---------- WORKING DATA ----------
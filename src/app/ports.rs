//! Port traits — the hexagonal boundary between domain logic and the outside world.
//!
//! ```text
//!   Adapter ──▶ Port trait ──▶ NodeService / elements (domain)
//! ```
//!
//! Driven adapters (ADC, 1-Wire bus, WebSocket sessions, NVS, logging)
//! implement these traits.  Elements and the
//! [`NodeService`](super::service::NodeService) consume them via generics,
//! so the domain core never touches hardware directly.

use crate::config::NodeConfig;
use crate::error::{BusError, ElementError, TransportError};

// ───────────────────────────────────────────────────────────────
// Analog input port (hardware → element)
// ───────────────────────────────────────────────────────────────

/// One ADC channel.  Every call samples the input afresh.
pub trait AnalogInput {
    fn read_raw(&mut self) -> Result<u16, ElementError>;
}

// ───────────────────────────────────────────────────────────────
// Temperature bus port (1-Wire sensor bus → element)
// ───────────────────────────────────────────────────────────────

/// A multi-drop temperature bus shared by several probes.
pub trait TemperatureBus {
    /// Start a conversion on every device and wait for it to finish.
    fn request_conversion(&mut self) -> Result<(), BusError>;

    /// Result of the last conversion for the device at `index`.
    fn read_celsius(&mut self, index: u8) -> Result<f32, BusError>;
}

/// Byte-level 1-Wire master.  The electrical protocol lives in the adapter.
pub trait OneWire {
    /// Issue a reset pulse.  `Ok(true)` when at least one device answered.
    fn reset(&mut self) -> Result<bool, BusError>;

    fn write_bytes(&mut self, data: &[u8]) -> Result<(), BusError>;

    fn read_bytes(&mut self, buf: &mut [u8]) -> Result<(), BusError>;

    /// ROM codes of every device on the bus, in search order.
    fn search(&mut self) -> Result<heapless::Vec<u64, 8>, BusError>;
}

// ───────────────────────────────────────────────────────────────
// Session port (domain → live WebSocket client)
// ───────────────────────────────────────────────────────────────

/// Opaque send handle for one live client connection.
///
/// Implementations are created on the transport's thread and handed to the
/// control loop, hence `Send`.
pub trait SessionSink: Send {
    /// Queue a text frame.  Best effort: failures are never retried.
    fn send_text(&mut self, text: &str) -> Result<(), TransportError>;

    /// Whether the underlying transport is still open.
    fn is_open(&self) -> bool;

    /// Ask the transport to close the connection.
    fn close(&mut self);
}

// ───────────────────────────────────────────────────────────────
// Event sink port (domain → logging / telemetry)
// ───────────────────────────────────────────────────────────────

/// The domain emits structured [`NodeEvent`](super::events::NodeEvent)s
/// through this port.  Adapters decide where they go.
pub trait EventSink {
    fn emit(&mut self, event: &super::events::NodeEvent);
}

// ───────────────────────────────────────────────────────────────
// Configuration port (domain ↔ persistent config)
// ───────────────────────────────────────────────────────────────

/// Loads and persists the node configuration record.
///
/// Implementations MUST validate config values before persisting and
/// reject invalid ranges with [`ConfigError::ValidationFailed`].
pub trait ConfigPort {
    /// Load configuration from persistent storage.
    /// Returns [`NodeConfig::default()`] if no stored config exists.
    fn load(&self) -> Result<NodeConfig, ConfigError>;

    /// Validate and persist configuration.
    fn save(&self, config: &NodeConfig) -> Result<(), ConfigError>;
}

// ───────────────────────────────────────────────────────────────
// Storage port (domain ↔ NVS / flash)
// ───────────────────────────────────────────────────────────────

/// Persistent key-value storage.
///
/// - Keys are namespaced to prevent collisions between subsystems.
/// - Write operations MUST be atomic — no partial writes on power loss.
pub trait StoragePort {
    /// Read a value.  Returns the number of bytes written to `buf`.
    fn read(&self, namespace: &str, key: &str, buf: &mut [u8]) -> Result<usize, StorageError>;

    /// Write a value atomically.
    fn write(&mut self, namespace: &str, key: &str, data: &[u8]) -> Result<(), StorageError>;

    /// Delete a key.  Returns `Ok(())` even if the key didn't exist.
    fn delete(&mut self, namespace: &str, key: &str) -> Result<(), StorageError>;

    /// Check whether a key exists without reading it.
    fn exists(&self, namespace: &str, key: &str) -> bool;
}

// ───────────────────────────────────────────────────────────────
// Scheduler delegate (decouples scheduler from event system)
// ───────────────────────────────────────────────────────────────

/// Callback trait that the scheduler invokes when a schedule fires.
///
/// The main loop implements this by forwarding to
/// [`push_event`](crate::events::push_event); the scheduler itself knows
/// nothing about events or queues.
pub trait SchedulerDelegate {
    fn on_schedule_fired(&mut self, label: &str, kind: ScheduleFiredKind);
}

/// Discriminant passed to [`SchedulerDelegate::on_schedule_fired`].
#[derive(Debug, Clone, Copy, PartialEq, Eq)]
pub enum ScheduleFiredKind {
    /// A recurring periodic schedule fired.
    Periodic,
    /// A one-shot schedule fired (auto-disables after).
    OneShot,
}

// ───────────────────────────────────────────────────────────────
// Error types
// ───────────────────────────────────────────────────────────────

/// Errors from [`ConfigPort`] operations.
#[derive(Debug)]
pub enum ConfigError {
    /// No config found in storage (first boot).
    NotFound,
    /// Stored config failed deserialization.
    Corrupted,
    /// A config field failed range validation.
    ValidationFailed(&'static str),
    /// Underlying storage is full.
    StorageFull,
    /// Generic I/O error from the storage backend.
    IoError,
}

/// Errors from [`StoragePort`] operations.
#[derive(Debug)]
pub enum StorageError {
    /// Requested key does not exist.
    NotFound,
    /// Storage partition is full.
    Full,
    /// Generic I/O error.
    IoError,
}

impl core::fmt::Display for ConfigError {
    fn fmt(&self, f: &mut core::fmt::Formatter<'_>) -> core::fmt::Result {
        match self {
            Self::NotFound => write!(f, "config not found"),
            Self::Corrupted => write!(f, "config corrupted"),
            Self::ValidationFailed(msg) => write!(f, "validation failed: {}", msg),
            Self::StorageFull => write!(f, "storage full"),
            Self::IoError => write!(f, "I/O error"),
        }
    }
}

impl core::error::Error for ConfigError {}

impl core::fmt::Display for StorageError {
    fn fmt(&self, f: &mut core::fmt::Formatter<'_>) -> core::fmt::Result {
        match self {
            Self::NotFound => write!(f, "key not found"),
            Self::Full => write!(f, "storage full"),
            Self::IoError => write!(f, "I/O error"),
        }
    }
}

impl core::error::Error for StorageError {}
----------
— WHAT IS NEEDED —
Would you retype exactly the lines above, from the line with "pub trait StoragePort" to the line with "by forwarding to", with both end lines kept and nothing more?

— RESPONSE TO THIS EXERCISE —
pub trait StoragePort {
    /// Read a value.  Returns the number of bytes written to `buf`.
    fn read(&self, namespace: &str, key: &str, buf: &mut [u8]) -> Result<usize, StorageError>;

    /// Write a value atomically.
    fn write(&mut self, namespace: &str, key: &str, data: &[u8]) -> Result<(), StorageError>;

    /// Delete a key.  Returns `Ok(())` even if the key didn't exist.
    fn delete(&mut self, namespace: &str, key: &str) -> Result<(), StorageError>;

    /// Check whether a key exists without reading it.
    fn exists(&self, namespace: &str, key: &str) -> bool;
}

// ───────────────────────────────────────────────────────────────
// Scheduler delegate (decouples scheduler from event system)
// ───────────────────────────────────────────────────────────────

/// Callback trait that the scheduler invokes when a schedule fires.
///
/// The main loop implements this by forwarding to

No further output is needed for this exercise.